- Born: Indiana, U.S.
- Occupations: Entrepreneur, actor, sports memorabilia collector
- Years active: 2000s–present
- Known for: Bidaroo; Eckim; DOPE
- Spouse: Cassie Gough

= Rob Gough =

American actor, entrepreneur and sports card collector

Rob Gough is an American actor, entrepreneur and sports memorabilia collector. He was a lead in the film American Siege (2021) along with Bruce Willis. In 2021, Gough purchased a 1952 Topps Mickey Mantle baseball card for $5.2 million.

== Early life and health ==
Gough was raised in Indiana.
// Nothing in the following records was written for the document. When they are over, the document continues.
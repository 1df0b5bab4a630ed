use crate::{
    components::control_panel::{
        datalog::DataLog,
        scheduler::DeferredScheduler,
        shell::{Invocation, NavContext, SHELL_HELP},
    },
    devices::{
        hardware::{actuator::ACTUATOR_HELP, sensor::SENSOR_HELP},
        software::{
            clock::{format_log_date, parse_log_date, LogicalClock},
            storage::{lock_store, LogStore, Medium, SharedLogStore},
        },
    },
    error::CommandError,
    messages::control::command::{CommandResult, Reply},
};
use std::{path::PathBuf, str::FromStr, sync::Arc};
use tracing::{info, warn};

pub const GET_CONFIG_USAGE: &str = "Usage: get_sys_config sys={time,log}";
pub const SET_CONFIG_USAGE: &str = "Usage: set_sys_config sys=module field=value";
pub const LS_USAGE: &str = "Usage: ls";
pub const CAT_USAGE: &str = "Usage: cat file=filename";
pub const RM_USAGE: &str = "Usage: rm file=filename";
pub const HELP_USAGE: &str = "Usage: help";
pub const DRIVE_USAGE: &str = "Usage: a: or b:";
const UNKNOWN_FIELD: &str = "Unknown configuration field";
const INVALID_DATE: &str = "Invalid date";
const FILE_NOT_FOUND: &str = "File not found";
const FILE_SYSTEM_ERROR: &str = "File system error";
const NO_NAVIGATION: &str = "No drive navigation for this caller";
const DRIVE_NOT_PRESENT: &str = "Drive not present";

pub const VERSION: &str = concat!("ctrlpanel ", env!("CARGO_PKG_VERSION"), "\r\n");

pub const SYS_HELP: &str = "\
get_sys_config sys={time,log} : display the config of a system module\r\n\
set_sys_config sys=time curtime=\"mm/dd/yy hh:mm:ss\" : set the current time of the Control Panel\r\n\
set_sys_config sys=log drive={a,b} : select the storage medium of the data log\r\n\
version : display the Ctrl Panel sw version\r\n";

pub const FS_HELP: &str = "\
a: : mount the data flash drive\r\n\
b: : mount the SD card drive\r\n\
ls : list the log files of the current drive\r\n\
cat file=filename : list file contents\r\n\
rm file=filename : remove selected file\r\n";

/// `help`: every module's help text.
pub fn cmd_help(args: &[String]) -> CommandResult {
    if !args.is_empty() {
        return Err(CommandError::Syntax(HELP_USAGE));
    }
    let mut help = String::new();
    for text in [SHELL_HELP, SENSOR_HELP, ACTUATOR_HELP, SYS_HELP, FS_HELP] {
        help.try_reserve(text.len())?;
        help.push_str(text);
    }
    Ok(Reply::Owned(help))
}

/// `get_sys_config` and `set_sys_config` for the time and log modules.
pub struct SystemCommands {
    clock: Arc<LogicalClock>,
    scheduler: Arc<DeferredScheduler>,
    datalog: Arc<DataLog>,
}

impl SystemCommands {
    pub fn new(
        clock: Arc<LogicalClock>,
        scheduler: Arc<DeferredScheduler>,
        datalog: Arc<DataLog>,
    ) -> Self {
        Self {
            clock,
            scheduler,
            datalog,
        }
    }

    /// Step the logical clock. Deferred commands that are no longer in the
    /// future are cancelled before the clock moves.
    pub fn set_time(&self, now: i64) {
        let cancelled = self.scheduler.on_clock_changed(now);
        self.clock.set(now);
        info!(time = %format_log_date(now), cancelled, "clock set");
    }

    pub fn cmd_get_config(&self, args: &[String]) -> CommandResult {
        match args {
            [sys, module] if sys == "sys" && module == "time" => Ok(Reply::Owned(format!(
                "curtime={}\r\n",
                format_log_date(self.clock.now())
            ))),
            [sys, module] if sys == "sys" && module == "log" => {
                let file = self
                    .datalog
                    .current_file()
                    .and_then(|path| path.file_name().map(|name| name.to_string_lossy().into_owned()))
                    .unwrap_or_else(|| "none".to_owned());
                Ok(Reply::Owned(format!(
                    "drive={}\r\nfile={}\r\n",
                    self.datalog.medium(),
                    file
                )))
            }
            _ => Err(CommandError::Syntax(GET_CONFIG_USAGE)),
        }
    }

    pub fn cmd_set_config(&self, args: &[String]) -> CommandResult {
        match args {
            [sys, module, field, value] if sys == "sys" && module == "time" => {
                if field != "curtime" {
                    return Err(CommandError::Failed(UNKNOWN_FIELD));
                }
                let now = parse_log_date(value).ok_or(CommandError::Failed(INVALID_DATE))?;
                self.set_time(now);
                Ok(Reply::Empty)
            }
            [sys, module, field, value] if sys == "sys" && module == "log" => {
                if field != "drive" {
                    return Err(CommandError::Failed(UNKNOWN_FIELD));
                }
                let medium = Medium::from_str(value).map_err(|_| CommandError::Syntax(SET_CONFIG_USAGE))?;
                self.datalog.set_medium(medium);
                Ok(Reply::Empty)
            }
            _ => Err(CommandError::Syntax(SET_CONFIG_USAGE)),
        }
    }
}

/// Log store verbs. The shell holds the storage guard while they run.
pub struct FileCommands {
    store: SharedLogStore,
    datalog: Arc<DataLog>,
}

impl FileCommands {
    pub fn new(store: SharedLogStore, datalog: Arc<DataLog>) -> Self {
        Self { store, datalog }
    }

    /// Drive of the caller's navigation context, else the data log's.
    fn drive(&self, nav: Option<&NavContext>) -> Medium {
        nav.map_or_else(|| self.datalog.medium(), NavContext::drive)
    }

    fn file_path(&self, inv: &Invocation<'_>, usage: &'static str) -> Result<PathBuf, CommandError> {
        let name = match inv.args {
            [file, name] if file == "file" => name,
            _ => return Err(CommandError::Syntax(usage)),
        };
        if name.is_empty() || name.contains(&['/', '\\'][..]) || name == "." || name == ".." {
            return Err(CommandError::Failed(FILE_NOT_FOUND));
        }
        let dir = lock_store(&self.store).log_dir(self.drive(inv.nav));
        Ok(dir.join(name))
    }

    /// `a:` and `b:`: move the caller's navigation to `medium`. Callers
    /// without a navigation context always follow the data log medium.
    pub fn cmd_change_drive(&self, inv: &Invocation<'_>, medium: Medium) -> CommandResult {
        if !inv.args.is_empty() {
            return Err(CommandError::Syntax(DRIVE_USAGE));
        }
        let nav = inv.nav.ok_or(CommandError::Failed(NO_NAVIGATION))?;
        let store = lock_store(&self.store);
        if !store.dir_present(&store.log_dir(medium)) {
            return Err(CommandError::Failed(DRIVE_NOT_PRESENT));
        }
        nav.set_drive(medium);
        info!(drive = %medium, "drive changed");
        Ok(Reply::Empty)
    }

    /// `ls`: name and size of every file in the log directory.
    pub fn cmd_ls(&self, inv: &Invocation<'_>) -> CommandResult {
        if !inv.args.is_empty() {
            return Err(CommandError::Syntax(LS_USAGE));
        }
        let store = lock_store(&self.store);
        let dir = store.log_dir(self.drive(inv.nav));
        let entries = store.list(&dir).map_err(|err| {
            warn!(%err, dir = %dir.display(), "ls failed");
            CommandError::Failed(FILE_SYSTEM_ERROR)
        })?;
        let mut listing = String::new();
        for (name, size) in entries {
            listing.push_str(&format!("{size:>8} {name}\r\n"));
        }
        Ok(Reply::Owned(listing))
    }

    /// `cat file=<name>`
    pub fn cmd_cat(&self, inv: &Invocation<'_>) -> CommandResult {
        let path = self.file_path(inv, CAT_USAGE)?;
        let text = lock_store(&self.store)
            .read_to_string(&path)
            .map_err(|_| CommandError::Failed(FILE_NOT_FOUND))?;
        Ok(Reply::Owned(text))
    }

    /// `rm file=<name>`
    pub fn cmd_rm(&self, inv: &Invocation<'_>) -> CommandResult {
        let path = self.file_path(inv, RM_USAGE)?;
        lock_store(&self.store)
            .remove(&path)
            .map_err(|_| CommandError::Failed(FILE_NOT_FOUND))?;
        info!(file = %path.display(), "log file removed");
        Ok(Reply::Empty)
    }
}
When he was a teenager and a college student at Ball State University, he was diagnosed with bone cancer and underwent chemotherapy. He earned a degree in Business with a focus on Marketing from the Kelley School of Business.

== Career ==
In 2002, Gough launched his first business, Bidaroo, a penny auction website that later sponsored an entry in the Indianapolis 500.

In 2012, he co‑founded Eckim, a company that operated coupon and deal websites. He served as president of the company until its sale to Quotient Technology in 2014. In 2015, Gough engaged in private investing activities. In May 2014, he was profiled by The New York Times. In 2017, Gough acquired the Los Angeles–based streetwear brand Dope Couture.

In 2026, Gough acquired the professional Jai-alai team Miami Fireballs from the World Jai-Alai League, converting it to a perpetual, owner-held franchise intended to attract long-term investment and support the league's commercial development.

== Sports memorabilia ==
In January 2021, Gough acquired a 1952 Topps Mickey Mantle baseball card for US$5.2 million. The purchase was reported as setting a record price for a sports card. In 2023, Gough purchased the jersey worn by Wayne Gretzky during the game at Madison Square Garden on April 18, 1999, in which he recorded the 2,857th and final point of his National Hockey League (NHL) career. The jersey sold at auction for $715,120.

== Personal life ==
Gough has spoken publicly about surviving cancer and has described the experience as formative to his professional and personal ambitions. He lived in Los Angeles with his fiancée, Cassie, and participated in charitable activities, including fundraisers for local wish‑granting organizations in Indiana.